== AIM OF THE EXERCISE ==
Output a verbatim copy of the data, cut off after the line that contains "Generative Language API.".

RECORDS TO PROCESS Start Marker

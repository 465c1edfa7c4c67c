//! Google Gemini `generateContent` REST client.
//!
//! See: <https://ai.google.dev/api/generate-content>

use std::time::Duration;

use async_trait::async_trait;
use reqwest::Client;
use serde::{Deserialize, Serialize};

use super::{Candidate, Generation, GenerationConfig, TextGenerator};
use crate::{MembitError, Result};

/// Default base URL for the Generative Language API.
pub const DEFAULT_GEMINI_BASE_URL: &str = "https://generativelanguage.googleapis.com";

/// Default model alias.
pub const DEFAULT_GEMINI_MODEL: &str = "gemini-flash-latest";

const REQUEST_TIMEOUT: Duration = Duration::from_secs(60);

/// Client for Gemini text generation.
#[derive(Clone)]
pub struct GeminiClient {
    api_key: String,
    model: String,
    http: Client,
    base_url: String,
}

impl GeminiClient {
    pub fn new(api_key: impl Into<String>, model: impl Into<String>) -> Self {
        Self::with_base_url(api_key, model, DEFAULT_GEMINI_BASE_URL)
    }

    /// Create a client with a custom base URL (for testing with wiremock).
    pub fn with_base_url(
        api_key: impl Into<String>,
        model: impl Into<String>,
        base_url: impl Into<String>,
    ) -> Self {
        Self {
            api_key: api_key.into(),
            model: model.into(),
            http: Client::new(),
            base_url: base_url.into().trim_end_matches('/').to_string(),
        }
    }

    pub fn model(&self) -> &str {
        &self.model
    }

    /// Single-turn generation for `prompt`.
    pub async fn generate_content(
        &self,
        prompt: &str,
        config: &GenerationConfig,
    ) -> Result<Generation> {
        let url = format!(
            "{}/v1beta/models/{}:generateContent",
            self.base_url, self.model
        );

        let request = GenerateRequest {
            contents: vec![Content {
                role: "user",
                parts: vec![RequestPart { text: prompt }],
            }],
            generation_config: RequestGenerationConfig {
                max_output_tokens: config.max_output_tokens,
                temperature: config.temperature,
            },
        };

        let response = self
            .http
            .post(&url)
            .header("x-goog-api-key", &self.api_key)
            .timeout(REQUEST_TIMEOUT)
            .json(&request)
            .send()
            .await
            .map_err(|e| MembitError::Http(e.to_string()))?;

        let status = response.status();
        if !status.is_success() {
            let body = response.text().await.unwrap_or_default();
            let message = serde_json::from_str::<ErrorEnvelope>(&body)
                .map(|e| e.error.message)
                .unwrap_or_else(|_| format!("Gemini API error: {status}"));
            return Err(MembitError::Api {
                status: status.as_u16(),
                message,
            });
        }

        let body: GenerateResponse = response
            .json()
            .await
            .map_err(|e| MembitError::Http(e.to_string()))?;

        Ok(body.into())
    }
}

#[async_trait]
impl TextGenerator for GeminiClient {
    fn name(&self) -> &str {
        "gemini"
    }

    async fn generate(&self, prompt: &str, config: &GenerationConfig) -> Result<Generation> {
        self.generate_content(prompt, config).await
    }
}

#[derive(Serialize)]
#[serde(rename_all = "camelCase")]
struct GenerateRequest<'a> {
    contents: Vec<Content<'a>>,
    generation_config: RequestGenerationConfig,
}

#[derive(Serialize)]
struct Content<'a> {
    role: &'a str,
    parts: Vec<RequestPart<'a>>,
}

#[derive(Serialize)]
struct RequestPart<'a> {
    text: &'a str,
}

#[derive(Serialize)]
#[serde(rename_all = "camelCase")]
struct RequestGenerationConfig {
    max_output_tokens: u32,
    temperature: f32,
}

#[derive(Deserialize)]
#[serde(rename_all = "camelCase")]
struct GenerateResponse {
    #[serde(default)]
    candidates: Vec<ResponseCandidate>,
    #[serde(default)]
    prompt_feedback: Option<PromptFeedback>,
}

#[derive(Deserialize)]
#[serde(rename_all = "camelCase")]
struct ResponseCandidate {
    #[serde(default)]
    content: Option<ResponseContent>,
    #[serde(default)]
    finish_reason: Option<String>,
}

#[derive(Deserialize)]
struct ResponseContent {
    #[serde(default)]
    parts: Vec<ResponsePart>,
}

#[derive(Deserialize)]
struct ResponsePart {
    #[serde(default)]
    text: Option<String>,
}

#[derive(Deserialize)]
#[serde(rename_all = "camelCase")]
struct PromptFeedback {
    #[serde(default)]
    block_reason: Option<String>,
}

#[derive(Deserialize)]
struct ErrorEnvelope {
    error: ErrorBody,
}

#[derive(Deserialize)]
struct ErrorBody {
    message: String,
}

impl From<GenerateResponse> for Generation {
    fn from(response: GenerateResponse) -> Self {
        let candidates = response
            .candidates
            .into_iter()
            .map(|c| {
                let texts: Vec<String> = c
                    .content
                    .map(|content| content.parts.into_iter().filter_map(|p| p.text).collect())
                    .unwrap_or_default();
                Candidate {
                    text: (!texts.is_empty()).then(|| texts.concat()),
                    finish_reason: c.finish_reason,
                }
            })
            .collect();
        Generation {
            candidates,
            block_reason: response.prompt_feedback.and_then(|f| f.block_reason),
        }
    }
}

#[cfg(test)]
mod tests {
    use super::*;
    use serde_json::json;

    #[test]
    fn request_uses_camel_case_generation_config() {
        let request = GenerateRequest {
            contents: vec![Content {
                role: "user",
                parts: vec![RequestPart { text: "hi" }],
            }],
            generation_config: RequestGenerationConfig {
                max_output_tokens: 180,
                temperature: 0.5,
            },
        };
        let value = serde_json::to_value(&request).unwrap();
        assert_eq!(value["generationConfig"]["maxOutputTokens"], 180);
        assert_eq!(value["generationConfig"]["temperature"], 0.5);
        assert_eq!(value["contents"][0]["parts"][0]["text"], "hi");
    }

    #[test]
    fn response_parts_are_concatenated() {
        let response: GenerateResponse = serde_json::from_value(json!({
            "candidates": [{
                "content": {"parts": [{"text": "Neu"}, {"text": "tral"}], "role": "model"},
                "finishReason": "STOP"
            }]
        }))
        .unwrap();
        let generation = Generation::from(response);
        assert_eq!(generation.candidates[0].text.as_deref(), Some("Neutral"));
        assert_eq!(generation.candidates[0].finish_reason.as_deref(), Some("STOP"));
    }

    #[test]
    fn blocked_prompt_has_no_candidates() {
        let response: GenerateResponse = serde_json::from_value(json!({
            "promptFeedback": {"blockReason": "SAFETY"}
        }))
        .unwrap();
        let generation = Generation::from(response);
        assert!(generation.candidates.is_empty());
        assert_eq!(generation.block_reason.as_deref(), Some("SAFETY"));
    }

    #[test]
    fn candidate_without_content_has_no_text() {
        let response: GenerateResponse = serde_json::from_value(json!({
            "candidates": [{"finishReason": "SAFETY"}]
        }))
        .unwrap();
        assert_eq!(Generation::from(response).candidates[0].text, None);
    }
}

RECORDS TO PROCESS End Marker

== RESPONSE AREA ==
repository 465c1edfa7c4c67c
//! Google Gemini `generateContent` REST client.
//!
//! See: <https://ai.google.dev/api/generate-content>

use std::time::Duration;

use async_trait::async_trait;
use reqwest::Client;
use serde::{Deserialize, Serialize};

use super::{Candidate, Generation, GenerationConfig, TextGenerator};
use crate::{MembitError, Result};

/// Default base URL for the Generative Language API.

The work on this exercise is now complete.